The re-formation of the epidermis of embryonic Rana pipiens following treatment with ultrasound

Abstract

The hypothesis is tested that mitotic activity is responsible for epidermal stratification by increasing the density of cells in a cell layer and thereby promoting cell migration out of this layer. The stratification process was observed in the epidermis of Rana pipiens embryos following treatment with ultrasound which causes the shedding of the periderm; the single layer of residual cells gives rise to two cell layers by the end of the first day after this treatment. The density of epidermal cells was observed in whole mounts of tail epidermis. The epidermal cell density of sonicated animals decreased during the first day so that the cells in both layers were only half as densely packed as those in the control epidermis. Changes in the cell density, therefore, could not be responsible for peridermal re-formation.
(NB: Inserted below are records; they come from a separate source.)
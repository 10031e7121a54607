//! Round-robin token selection shared by every loop

use std::sync::atomic::{AtomicUsize, Ordering};

use common::Secret;
use tracing::info;

use crate::error::{Error, Result};

/// Fixed pool of API tokens with a single global cursor.
///
/// The cursor advances once per dispatched request regardless of which loop
/// issued it, so load spreads evenly across tokens.
#[derive(Debug)]
pub struct CredentialRotator {
    tokens: Vec<Secret<String>>,
    next_index: AtomicUsize,
}

impl CredentialRotator {
    /// Fails with `Error::Config` when `tokens` is empty.
    pub fn new(tokens: Vec<Secret<String>>) -> Result<Self> {
        if tokens.is_empty() {
            return Err(Error::Config("at least one API token is required".into()));
        }
        info!(tokens = tokens.len(), "credential rotator initialized");
        Ok(Self {
            tokens,
            next_index: AtomicUsize::new(0),
        })
    }

    /// Token at the cursor; the cursor then advances, wrapping at the end.
    pub fn next(&self) -> &Secret<String> {
        let n = self.tokens.len();
        let idx = self
            .next_index
            .fetch_update(Ordering::Relaxed, Ordering::Relaxed, |i| Some((i + 1) % n))
            .unwrap_or_else(|i| i);
        &self.tokens[idx]
    }

    pub fn len(&self) -> usize {
        self.tokens.len()
    }

    pub fn is_empty(&self) -> bool {
        self.tokens.is_empty()
    }
}

#[cfg(test)]
mod tests {
    use super::*;

    fn rotator(tokens: &[&str]) -> CredentialRotator {
        CredentialRotator::new(tokens.iter().map(|t| Secret::from(*t)).collect()).unwrap()
    }

    #[test]
    fn cycles_through_tokens() {
        let rotator = rotator(&["a", "b"]);
        let picks: Vec<&str> = (0..5).map(|_| rotator.next().expose().as_str()).collect();
        assert_eq!(picks, vec!["a", "b", "a", "b", "a"]);
    }

    #[test]
    fn each_token_once_per_cycle() {
        let rotator = rotator(&["a", "b", "c", "d"]);
        for _ in 0..3 {
            let mut cycle: Vec<String> = (0..4).map(|_| rotator.next().expose().clone()).collect();
            cycle.sort();
            assert_eq!(cycle, vec!["a", "b", "c", "d"]);
        }
    }

    #[test]
    fn single_token_always_selected() {
        let rotator = rotator(&["only"]);
        for _ in 0..3 {
            assert_eq!(rotator.next().expose(), "only");
        }
    }

    #[test]
    fn empty_pool_is_config_error() {
        let err = CredentialRotator::new(vec![]).unwrap_err();
        assert!(matches!(err, Error::Config(_)));
    }

    #[test]
    fn shared_across_threads() {
        let rotator = std::sync::Arc::new(rotator(&["a", "b"]));
        let handles: Vec<_> = (0..4)
            .map(|_| {
                let rotator = rotator.clone();
                std::thread::spawn(move || {
                    (0..50)
                        .map(|_| rotator.next().expose().clone())
                        .filter(|t| t == "a")
                        .count()
                })
            })
            .collect();
        let a_count: usize = handles.into_iter().map(|h| h.join().unwrap()).sum();
        assert_eq!(a_count, 100);
    }
}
Equations for the total number of epidermal cells on one side of the tail as a function of time were derived by multiplying corresponding functions for cell density by those for the surface area of one side of the tail. The rates at which cells were added to the epidermal cell population by mitosis were calculated from the mitotic index divided by the duration of mitosis and were used to estimate the percentages of cells added by mitosis during the first day. Only one-third of the tail epidermal cells of sonicated animals divided during the first day. Since there were about as many cells in the periderm as in the basal layer at that time, at least 33% of the new peridermal cells had migrated out of the basal layer without having been replaced there by cell division. Cell division, therefore, could not be responsible for peridermal re-formation. The hypothesis is thus rejected. Epidermal cells evidently migrated into two layers from the original single layer of residual cells irrespective of the cell density and of cell division.